You and I both know there is no such thing as an actual “marriage box,” but I do think the point that the author is trying to make with this is that if a couple gets married and become complacent in their love for one another then they start to take one another for granted and the love they once had will suddenly be gone.
In other words, keeping the love alive in a marriage is hard work. This is probably why more than 50% of marriages end in divorce. The marriages that make it through the course of time most likely involve couples who have figured out how to keep the love alive. Below are a few things that you can do to help keep the marital fires burning:
- Make a big deal about anniversaries. I know a lot of couples who have been married for several years and, as a result, they have started to treat their anniversaries like any other day. Sure, they get their spouse a card and tell them “Happy Anniversary,” but that’s about it…unless it’s a “milestone” anniversary. Don’t do this. Each and every anniversary you reach with your spouse is a big deal. It takes a lot to stay married these days and every year brings new difficulties for married couples. Therefore, when your anniversary rolls around, celebrate the fact that you two have made it through another year of trials together!
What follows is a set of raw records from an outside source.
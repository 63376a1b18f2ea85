//! Synthetic thermal sensor.
//!
//! Produces a room-temperature background with two drifting heat sources, one
//! warm and one hot enough to saturate the default range. Reads block until
//! the next sensor period like the real part does, and every
//! [`FAULT_INTERVAL`]th read fails so the dropped-frame path gets exercised.

use std::thread;
use std::time::{Duration, Instant};

use thermocam_common::config::{SENSOR_COLS, SENSOR_REFRESH_HZ, SENSOR_ROWS};
use thermocam_common::{AcquisitionError, SensorFrame, ThermalSensor};

/// Every Nth read reports a bus failure.
const FAULT_INTERVAL: u32 = 97;

/// Ambient temperature in °C.
const AMBIENT: f32 = 22.0;

/// A Gaussian heat blob moving on a Lissajous path.
struct HeatSource {
    peak: f32,
    sigma: f32,
    /// Angular speeds along rows and columns, rad/s
    speed: (f32, f32),
}

const SOURCES: [HeatSource; 2] = [
    HeatSource {
        peak: 14.0,
        sigma: 4.0,
        speed: (0.7, 0.5),
    },
    HeatSource {
        peak: 48.0,
        sigma: 2.0,
        speed: (0.23, 0.31),
    },
];

impl HeatSource {
    /// Blob center in (row, col) at time `t` seconds.
    fn center(
        &self,
        t: f32,
    ) -> (f32, f32) {
        let half_rows = (SENSOR_ROWS as f32 - 1.0) / 2.0;
        let half_cols = (SENSOR_COLS as f32 - 1.0) / 2.0;
        (
            half_rows + 0.8 * half_rows * (t * self.speed.0).sin(),
            half_cols + 0.8 * half_cols * (t * self.speed.1).cos(),
        )
    }

    fn heat_at(
        &self,
        t: f32,
        row: usize,
        col: usize,
    ) -> f32 {
        let (cr, cc) = self.center(t);
        let dr = row as f32 - cr;
        let dc = col as f32 - cc;
        let d2 = dr.mul_add(dr, dc * dc);
        self.peak * (-d2 / (2.0 * self.sigma * self.sigma)).exp()
    }
}

pub struct SyntheticSensor {
    started: Instant,
    next_frame: Instant,
    period: Duration,
    reads: u32,
}

impl SyntheticSensor {
    pub fn new() -> Self {
        let now = Instant::now();
        Self {
            started: now,
            next_frame: now,
            period: Duration::from_secs(1) / SENSOR_REFRESH_HZ,
            reads: 0,
        }
    }

    /// Build the frame seen at `t` seconds.
    fn frame_at(t: f32) -> SensorFrame {
        let mut cells = [[AMBIENT; SENSOR_COLS]; SENSOR_ROWS];
        for (row, line) in cells.iter_mut().enumerate() {
            for (col, cell) in line.iter_mut().enumerate() {
                *cell += SOURCES.iter().map(|s| s.heat_at(t, row, col)).sum::<f32>();
            }
        }
        SensorFrame::new(cells)
    }
}

impl ThermalSensor for SyntheticSensor {
    fn read_frame(&mut self) -> Result<SensorFrame, AcquisitionError> {
        let now = Instant::now();
        if now < self.next_frame {
            thread::sleep(self.next_frame - now);
        }
        self.next_frame = Instant::now().max(self.next_frame) + self.period;

        self.reads = self.reads.wrapping_add(1);
        if self.reads.is_multiple_of(FAULT_INTERVAL) {
            return Err(AcquisitionError::Bus);
        }

        Ok(Self::frame_at(self.started.elapsed().as_secs_f32()))
    }
}

#[cfg(test)]
mod tests {
    use super::*;

    #[test]
    fn test_frame_is_finite_and_warmer_than_ambient() {
        let frame = SyntheticSensor::frame_at(3.0);
        assert!(frame.validate().is_ok());
        assert!(frame.iter().all(|(_, _, t)| t >= AMBIENT));
        assert!(frame.iter().any(|(_, _, t)| t > 50.0));
    }

    #[test]
    fn test_sources_move() {
        assert_ne!(SyntheticSensor::frame_at(0.0), SyntheticSensor::frame_at(2.0));
    }
}
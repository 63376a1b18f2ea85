//! Calibration range for the color scale.
//!
//! The range is the `(min, max)` pair the color mapper interpolates between.
//! `max > min` holds for every value of this type, so mapping never divides by
//! zero. Button handling only moves the max bound, in fixed steps, between
//! [`MAX_TEMP_FLOOR`] and [`MAX_TEMP_CEILING`].

use thiserror_no_std::Error;

use crate::config::{DEFAULT_MAX_TEMP, DEFAULT_MIN_TEMP, MAX_TEMP_CEILING, MAX_TEMP_FLOOR, MAX_TEMP_STEP};

/// Rejected calibration input.
#[derive(Debug, Clone, Copy, PartialEq, Eq, Error)]
pub enum CalibrationError {
    /// The max bound is not strictly above the min bound.
    #[error("Invalid calibration span (min: {min}, max: {max})")]
    InvalidSpan {
        /// Requested lower bound
        min: i32,
        /// Requested upper bound
        max: i32,
    },
}

/// Temperature bounds of the color scale, in whole degrees.
#[derive(Clone, Copy, PartialEq, Eq, Debug)]
pub struct CalibrationRange {
    min: i32,
    max: i32,
}

impl CalibrationRange {
    /// Create a range, rejecting spans where `max <= min`.
    pub const fn new(
        min: i32,
        max: i32,
    ) -> Result<Self, CalibrationError> {
        if max <= min {
            return Err(CalibrationError::InvalidSpan { min, max });
        }
        Ok(Self { min, max })
    }

    #[inline]
    pub const fn min(self) -> i32 { self.min }

    #[inline]
    pub const fn max(self) -> i32 { self.max }

    /// Width of the range. Always positive.
    #[inline]
    pub const fn span(self) -> i32 { self.max - self.min }

    /// Raise the max bound by one step.
    ///
    /// Returns `false` and leaves the range untouched once max has reached the
    /// ceiling.
    pub fn raise_max(&mut self) -> bool {
        if self.max >= MAX_TEMP_CEILING {
            return false;
        }
        self.max += MAX_TEMP_STEP;
        true
    }

    /// Lower the max bound by one step.
    ///
    /// Returns `false` and leaves the range untouched once max has reached the
    /// floor, or if lowering would collapse the span.
    pub fn lower_max(&mut self) -> bool {
        if self.max <= MAX_TEMP_FLOOR || self.max - MAX_TEMP_STEP <= self.min {
            return false;
        }
        self.max -= MAX_TEMP_STEP;
        true
    }
}

impl Default for CalibrationRange {
    fn default() -> Self {
        Self {
            min: DEFAULT_MIN_TEMP,
            max: DEFAULT_MAX_TEMP,
        }
    }
}

// =============================================================================
// Unit Tests
// =============================================================================
//! In-memory framebuffer the render pipeline draws into.
//!
//! All stages (rasterizer, debug overlay, legend) target the [`Canvas`]
//! instead of the panel. Once the iteration is done the whole canvas is handed
//! to [`Panel::flush`](crate::hal::Panel::flush). Regions that are not redrawn
//! keep their previous contents, which is what lets a dropped sensor frame
//! leave the last image on screen.

use core::convert::Infallible;

use embedded_graphics::pixelcolor::Rgb565;
use embedded_graphics::prelude::*;
use embedded_graphics::primitives::Rectangle;

use crate::colors::BLACK;
use crate::config::{SCREEN_HEIGHT, SCREEN_WIDTH};

/// Canvas matching the physical panel.
pub type Screen = Canvas<{ SCREEN_WIDTH as usize }, { SCREEN_HEIGHT as usize }>;

/// Fixed-size RGB565 framebuffer, `W` pixels wide and `H` pixels tall.
#[derive(Clone, PartialEq, Eq)]
pub struct Canvas<const W: usize, const H: usize> {
    rows: [[Rgb565; W]; H],
}

impl<const W: usize, const H: usize> Canvas<W, H> {
    /// Create a canvas cleared to black.
    pub const fn new() -> Self { Self { rows: [[BLACK; W]; H] } }

    /// Color at `(x, y)`, or `None` outside the canvas.
    #[inline]
    pub fn pixel(
        &self,
        x: usize,
        y: usize,
    ) -> Option<Rgb565> {
        self.rows.get(y).and_then(|row| row.get(x)).copied()
    }

    /// Rows of pixels, top to bottom.
    pub fn rows(&self) -> impl Iterator<Item = &[Rgb565]> { self.rows.iter().map(<[Rgb565; W]>::as_slice) }

    /// All pixels in row-major order, suitable for `fill_contiguous`.
    pub fn pixels(&self) -> impl Iterator<Item = Rgb565> + '_ { self.rows.iter().flatten().copied() }

    #[inline]
    fn set_pixel(
        &mut self,
        x: i32,
        y: i32,
        color: Rgb565,
    ) {
        if x >= 0 && (x as usize) < W && y >= 0 && (y as usize) < H {
            self.rows[y as usize][x as usize] = color;
        }
    }
}

impl<const W: usize, const H: usize> Default for Canvas<W, H> {
    fn default() -> Self { Self::new() }
}

impl<const W: usize, const H: usize> core::fmt::Debug for Canvas<W, H> {
    fn fmt(
        &self,
        f: &mut core::fmt::Formatter<'_>,
    ) -> core::fmt::Result {
        f.debug_struct("Canvas").field("width", &W).field("height", &H).finish_non_exhaustive()
    }
}

impl<const W: usize, const H: usize> OriginDimensions for Canvas<W, H> {
    fn size(&self) -> Size { Size::new(W as u32, H as u32) }
}

impl<const W: usize, const H: usize> DrawTarget for Canvas<W, H> {
    type Color = Rgb565;
    type Error = Infallible;

    fn draw_iter<I>(
        &mut self,
        pixels: I,
    ) -> Result<(), Self::Error>
    where
        I: IntoIterator<Item = Pixel<Self::Color>>,
    {
        for Pixel(point, color) in pixels {
            self.set_pixel(point.x, point.y, color);
        }
        Ok(())
    }

    fn fill_contiguous<I>(
        &mut self,
        area: &Rectangle,
        colors: I,
    ) -> Result<(), Self::Error>
    where
        I: IntoIterator<Item = Self::Color>,
    {
        // Colors are laid out over the full area, so clipped pixels still
        // consume their slot in the iterator.
        let points = area.points();
        for (point, color) in points.zip(colors) {
            self.set_pixel(point.x, point.y, color);
        }
        Ok(())
    }

    fn fill_solid(
        &mut self,
        area: &Rectangle,
        color: Self::Color,
    ) -> Result<(), Self::Error> {
        let drawable_area = area.intersection(&self.bounding_box());
        if drawable_area.size == Size::zero() {
            return Ok(());
        }

        let x_start = drawable_area.top_left.x as usize;
        let x_end = x_start + drawable_area.size.width as usize;
        for y in drawable_area.rows() {
            self.rows[y as usize][x_start..x_end].fill(color);
        }
        Ok(())
    }

    fn clear(
        &mut self,
        color: Self::Color,
    ) -> Result<(), Self::Error> {
        for row in &mut self.rows {
            row.fill(color);
        }
        Ok(())
    }
}

// =============================================================================
// Unit Tests
// =============================================================================

#[cfg(test)]
mod tests {
    use embedded_graphics::primitives::PrimitiveStyle;

    use super::*;
    use crate::colors::WHITE;

    type Small = Canvas<8, 6>;

    #[test]
    fn test_new_canvas_is_black() {
        let canvas = Small::new();
        assert!(canvas.pixels().all(|p| p == BLACK));
        assert_eq!(canvas.pixels().count(), 48);
        assert_eq!(canvas.size(), Size::new(8, 6));
    }

    #[test]
    fn test_fill_solid_is_clipped() {
        let mut canvas = Small::new();
        canvas
            .fill_solid(&Rectangle::new(Point::new(6, 4), Size::new(10, 10)), WHITE)
            .ok();

        assert_eq!(canvas.pixel(6, 4), Some(WHITE));
        assert_eq!(canvas.pixel(7, 5), Some(WHITE));
        assert_eq!(canvas.pixel(5, 4), Some(BLACK));
        assert_eq!(canvas.pixel(8, 5), None);
        assert_eq!(canvas.pixels().filter(|p| *p == WHITE).count(), 4);
    }

    #[test]
    fn test_fill_solid_negative_origin() {
        let mut canvas = Small::new();
        canvas
            .fill_solid(&Rectangle::new(Point::new(-3, -3), Size::new(4, 4)), WHITE)
            .ok();
        assert_eq!(canvas.pixel(0, 0), Some(WHITE));
        assert_eq!(canvas.pixels().filter(|p| *p == WHITE).count(), 1);
    }

    #[test]
    fn test_draw_iter_ignores_out_of_bounds() {
        let mut canvas = Small::new();
        canvas
            .draw_iter([
                Pixel(Point::new(1, 1), WHITE),
                Pixel(Point::new(-1, 1), WHITE),
                Pixel(Point::new(1, 60), WHITE),
            ])
            .ok();
        assert_eq!(canvas.pixel(1, 1), Some(WHITE));
        assert_eq!(canvas.pixels().filter(|p| *p == WHITE).count(), 1);
    }

    #[test]
    fn test_fill_contiguous_keeps_alignment_when_clipped() {
        let mut canvas = Small::new();
        let colors = [BLACK, WHITE, BLACK, WHITE];
        // 2x2 area hanging off the left edge: only the right column lands
        canvas
            .fill_contiguous(&Rectangle::new(Point::new(-1, 0), Size::new(2, 2)), colors)
            .ok();
        assert_eq!(canvas.pixel(0, 0), Some(WHITE));
        assert_eq!(canvas.pixel(0, 1), Some(WHITE));
        assert_eq!(canvas.pixels().filter(|p| *p == WHITE).count(), 2);
    }

    #[test]
    fn test_clear_and_equality() {
        let mut a = Small::new();
        let b = Small::new();
        Rectangle::new(Point::new(2, 2), Size::new(2, 2))
            .into_styled(PrimitiveStyle::with_fill(WHITE))
            .draw(&mut a)
            .ok();
        assert_ne!(a, b);

        a.clear(BLACK).ok();
        assert_eq!(a, b);
    }

    #[test]
    fn test_rows_iterate_top_to_bottom() {
        let mut canvas = Small::new();
        canvas.draw_iter([Pixel(Point::new(3, 2), WHITE)]).ok();
        let row = canvas.rows().nth(2).unwrap();
        assert_eq!(row.len(), 8);
        assert_eq!(row[3], WHITE);
    }
}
- Don’t stop doing the little things for one another. It doesn’t matter who we are talking about, there isn’t a person alive who doesn’t like feeling loved. Like the marriage box blip from above stated, “there is no love in marriage,” love is something that individuals bring to their marriages. One of the easiest ways to keep the love alive in marriage is to never stop doing the little things for your spouse that you know he/she likes. For example, most women love to receive flowers or chocolates at work from their spouse. We also enjoy things like, shoulder rubs/back scratches, impromptu cards/notes/letters, surprise date nights and other similar things. Men enjoy things like golfing with the guys, home cooked meals, watching sporting event on television instead of HGTV, sex, etc. While the lists above are examples of common likes for men and women, the fact is that each individual person is different and it’s up to their spouse to take note of what little things make them the happiest. And, just because you may not think that the things your spouse likes are important, they are important to him/her. Continue to surprise your spouse with the little things and you’ll be amazed at the results you get from it!
- Take weekend trips without the kids. Now that I’m a parent and my oldest son is starting to get involved in school activities, I understand just how hard it is to find time with just my spouse. While kids are great, they (and their activities) can be draining as well. And, if couples aren’t careful (my husband and I included), they can easily get so wrapped up in the kids and everything they’ve got going on that they leave little time (and energy) for their spouse. This is why I believe it is so important for couples to carve out time for each other and take at least one weekend trip each year, without the kids. The time you and your spouse are able to spend alone together are precious because they give you the ability to reconnect with one another. It’s important that you stay connected to your spouse because one day your children will move out and it will just be you and your spouse…you don’t want to find that you’re living with a stranger.
- Say encouraging things to your spouse on a regular basis. The world is a harsh place to live in right now. It just seems like people today are so negative towards others. While there is nothing we can do about this outside of our homes, when it comes to our family, we can control the amount of negativity coming out of it. This is especially true in regards to our marriages. Very seldom are two unhappy people living in a happy marriage…it’s really impossible when you think about it. Therefore, keep things positive by looking for ways to build up your spouse instead of being negative and critical towards him/her. Give compliments and encouragement daily. If you know your wife is down because she has gained a few pounds, tell her how great she looks and how attracted you are to her in the mornings. Ladies, if you know your husband has been stressed about work, tell him how proud you are of him and how thankful you are that he continues to go to work to support his family. These words of encouragement/love keep the bond between spouses strong.
- Talk through your differences. My husband and I have been married for 10 years this June, and this is something we still work on. While we have gotten much better about it over the years, there are days when we argue and we want to be mad for a while. Talking through our different views is not something that we necessarily want to do…and sometimes we put it off for a day or two. But, for the most part, when we have an argument we make a point to work through it right then and there. We may get angry with one another and our tempers may be strong, but that’s okay, because at least we are communicating with one another about our feelings over that particular issue. This allows us to move past the “I’m right, you’re wrong” stage and work together to find a solution…which is often a compromise for both of us.
- Working through your problems as a couple is vitally important to keeping your love alive because when you don’t take the time to express your feelings and come to a resolution, resentment builds. And, resentment can be a marriage killer if you aren’t careful.
What are your thoughts regarding this? Do you have any additional tips for how to keep the love going within a marriage? Please share!